The reformers said that purgatory was heresy: it was either heaven for the Elect or hell for everyone else, so what need did the rich have to bribe the poor to pray for them? We humble folk were no longer seen as blessed of the Lord but as a right nuisance. When I went begging for a mere bowl of blue milk or a handful of oats to make water porridge, the Hargreaves and the Bannisters and the Mittons narrowed their eyes and said my hard lot was God’s punishment for my sin of bearing a bastard child. Mean as stones, they were. Little did they know. Liza, my lawful-begotten child, was deformed because her father, my husband, gave me no pleasure to speak of, whilst Kit, my bastard, borne of passion and desire, was as tall and beautiful and perfect in form as any larch tree. Ah, but the Puritans would only see what they wanted to see. Most so-called charity they doled out was to give me half a loaf of old bread in exchange for a day laundering soiled clouts.

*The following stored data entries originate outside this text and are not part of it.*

//! Event log output.
//!
//! Workers describe what they are doing through [`EventLog`], which stamps each
//! [`Event`] with the run-relative time and hands it to a [`LogSink`]. Sinks are
//! shared by every worker and must serialize writes so lines never interleave.
//! A failing sink never stops the simulation: the failure is reported through the
//! `log` facade and the worker carries on.

use std::{
    fmt,
    sync::{Arc, Mutex},
    time::Duration,
};

use thiserror::Error;

use crate::{ResourceId, WorkerId, clock::RunClock};

#[derive(Debug, Error)]
pub enum SinkError {
    #[error(transparent)]
    IO(#[from] std::io::Error),
    #[error("Log sink writer lock was poisoned")]
    Poisoned,
}

/// An order-preserving, line-oriented append target.
pub trait LogSink: Send + Sync {
    /// Appends one worker event line.
    ///
    /// # Errors
    ///
    /// * If the underlying writer fails
    fn emit(&self, worker: WorkerId, elapsed: Duration, message: &str) -> Result<(), SinkError>;

    /// Appends a free-form line, used for run headers and the final summary.
    ///
    /// # Errors
    ///
    /// * If the underlying writer fails
    fn write_line(&self, line: &str) -> Result<(), SinkError>;
}

/// Formats an event the way the event log file stores it.
#[must_use]
pub fn format_event_line(worker: WorkerId, elapsed: Duration, message: &str) -> String {
    format!(
        "Philosopher: {worker}, Time: {} ms, {message}",
        elapsed.as_millis()
    )
}

/// Everything a worker reports about itself.
#[derive(Debug, Clone, Copy, PartialEq, Eq)]
pub enum Event {
    Thinking,
    FinishedThinking,
    Hungry,
    PickedUpFork(ResourceId),
    PutDownFork(ResourceId),
    AcquiredForks(ResourceId, ResourceId),
    Eating(Duration),
    FinishedEating,
    Interrupted,
}

impl Event {
    pub const EATING_PREFIX: &'static str = "entering eating state";
    pub const FINISHED_EATING: &'static str = "finished eating";
}

impl fmt::Display for Event {
    fn fmt(&self, f: &mut fmt::Formatter<'_>) -> fmt::Result {
        match self {
            Self::Thinking => f.write_str("entering thinking state"),
            Self::FinishedThinking => f.write_str("finished thinking, getting hungry"),
            Self::Hungry => f.write_str("entering hungry state"),
            Self::PickedUpFork(fork) => write!(f, "picked up fork {fork}"),
            Self::PutDownFork(fork) => write!(f, "put down fork {fork}"),
            Self::AcquiredForks(left, right) => write!(f, "acquired forks {left} and {right}"),
            Self::Eating(duration) => write!(
                f,
                "{}. Will eat for {} ms.",
                Self::EATING_PREFIX,
                duration.as_millis()
            ),
            Self::FinishedEating => f.write_str(Self::FINISHED_EATING),
            Self::Interrupted => f.write_str("interrupted, leaving the table"),
        }
    }
}

/// The run-scoped front of a [`LogSink`].
#[derive(Clone)]
pub struct EventLog {
    sink: Arc<dyn LogSink>,
    clock: RunClock,
}

impl fmt::Debug for EventLog {
    fn fmt(&self, f: &mut fmt::Formatter<'_>) -> fmt::Result {
        f.debug_struct("EventLog")
            .field("clock", &self.clock)
            .finish_non_exhaustive()
    }
}

impl EventLog {
    #[must_use]
    pub fn new(sink: Arc<dyn LogSink>, clock: RunClock) -> Self {
        Self { sink, clock }
    }

    #[must_use]
    pub const fn clock(&self) -> &RunClock {
        &self.clock
    }

    /// Records one worker event. Sink failures are logged and swallowed here.
    pub fn emit(&self, worker: WorkerId, event: &Event) {
        let elapsed = self.clock.elapsed();
        let message = event.to_string();

        log::trace!("philosopher {worker} @ {}ms: {message}", elapsed.as_millis());

        if let Err(e) = self.sink.emit(worker, elapsed, &message) {
            log::error!("Failed to write event for philosopher {worker} ({message}): {e:?}");
        }
    }

    /// Writes a free-form line. Sink failures are logged and swallowed here.
    pub fn line(&self, line: &str) {
        if let Err(e) = self.sink.write_line(line) {
            log::error!("Failed to write line '{line}': {e:?}");
        }
    }
}

/// One event captured by [`MemorySink`].
#[derive(Debug, Clone, PartialEq, Eq)]
pub struct EventRecord {
    pub worker: WorkerId,
    pub elapsed: Duration,
    pub message: String,
}

#[derive(Debug, Clone, PartialEq, Eq)]
pub enum SinkEntry {
    Event(EventRecord),
    Line(String),
}

/// Keeps every entry in memory in arrival order.
#[derive(Debug, Default)]
pub struct MemorySink {
    entries: Mutex<Vec<SinkEntry>>,
}

impl MemorySink {
    #[must_use]
    pub fn new() -> Self {
        Self::default()
    }

    /// # Panics
    ///
    /// * If the entries `Mutex` is poisoned
    #[must_use]
    pub fn entries(&self) -> Vec<SinkEntry> {
        self.entries.lock().unwrap().clone()
    }

    /// # Panics
    ///
    /// * If the entries `Mutex` is poisoned
    #[must_use]
    pub fn events(&self) -> Vec<EventRecord> {
        self.entries
            .lock()
            .unwrap()
            .iter()
            .filter_map(|entry| match entry {
                SinkEntry::Event(record) => Some(record.clone()),
                SinkEntry::Line(..) => None,
            })
            .collect()
    }

    /// Every entry rendered the way a file sink would write it.
    ///
    /// # Panics
    ///
    /// * If the entries `Mutex` is poisoned
    #[must_use]
    pub fn lines(&self) -> Vec<String> {
        self.entries
            .lock()
            .unwrap()
            .iter()
            .map(|entry| match entry {
                SinkEntry::Event(record) => {
                    format_event_line(record.worker, record.elapsed, &record.message)
                }
                SinkEntry::Line(line) => line.clone(),
            })
            .collect()
    }
}

impl LogSink for MemorySink {
    fn emit(&self, worker: WorkerId, elapsed: Duration, message: &str) -> Result<(), SinkError> {
        self.entries
            .lock()
            .map_err(|_| SinkError::Poisoned)?
            .push(SinkEntry::Event(EventRecord {
                worker,
                elapsed,
                message: message.to_string(),
            }));
        Ok(())
    }

    fn write_line(&self, line: &str) -> Result<(), SinkError> {
        self.entries
            .lock()
            .map_err(|_| SinkError::Poisoned)?
            .push(SinkEntry::Line(line.to_string()));
        Ok(())
    }
}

But I’d even forgive them for that if they hadn’t robbed my life of its solace and joy. In the old days, we’d a saint for every purpose: Margaret for help in childbirth, Anne for protection in storms, Anthony to ward against fire, George to heal horses and protect them from witchcraft. Old King Henry forbade us to light candles before the saints but at least he let us keep their altars. In the old days, no one forced us to go to church either, even for Easter communion. The chapel nave belonged to us, the ordinary people, and it was the second home we all shared. Dividing the nave from the chancel with the high altar was the carved oak roodscreen which framed the priest as he sang out the mass. We didn’t stand solemn and dour during the holy service, either, but wandered about the nave, from one saint’s altar to the next, gazing at the pictures and statues, till the priest rang the bell, then held up the Host for all to see, the plain wafer transformed in a glorious miracle into the body and blood of Christ. Just laying eyes upon the Host was enough to ward a person from witchcraft, plague, and sudden death.

When I was twelve, they finished building the New Church of St. Mary’s in Goldshaw to replace the old crumbling chapel of ease where I’d been christened. Bishop from Chester came to consecrate it just in time for All Souls’ when we rang the bells the whole night through to give comfort to our dead.

Back then we still had our holidays. Christmas lasted twelve days and nights with mummers and guizers in animal masks, dancing by torchlight. The Lord of Misrule, some low born man, lorded it over the gentry to make poor folk laugh. The Towneleys of Carr Hall used to invite all their neighbours, rich and poor alike, to join their festivities. Upon Palm Sunday everyone in the parish gathered for the processions round the fields to make them fertile. After dark, the young folk would go out to bless the land in their own private fashion. Everyone knew what went on, but none stood in our way. If a lass and her young man had to rush to the altar afterward, nobody thought the worse of them for it. I went along with the other girls, arm in arm with my best friend Anne Whittle, both of us wearing green garlands and singing. Cherry-lipped Anne loved to have her sport with the boys, but mindful of my own mother’s fate, I did nowt but kiss and dance and flirt in those days. Only went astray much later in life, when I was a married woman and sore unsatisfied, seeking my pleasures elsewhere.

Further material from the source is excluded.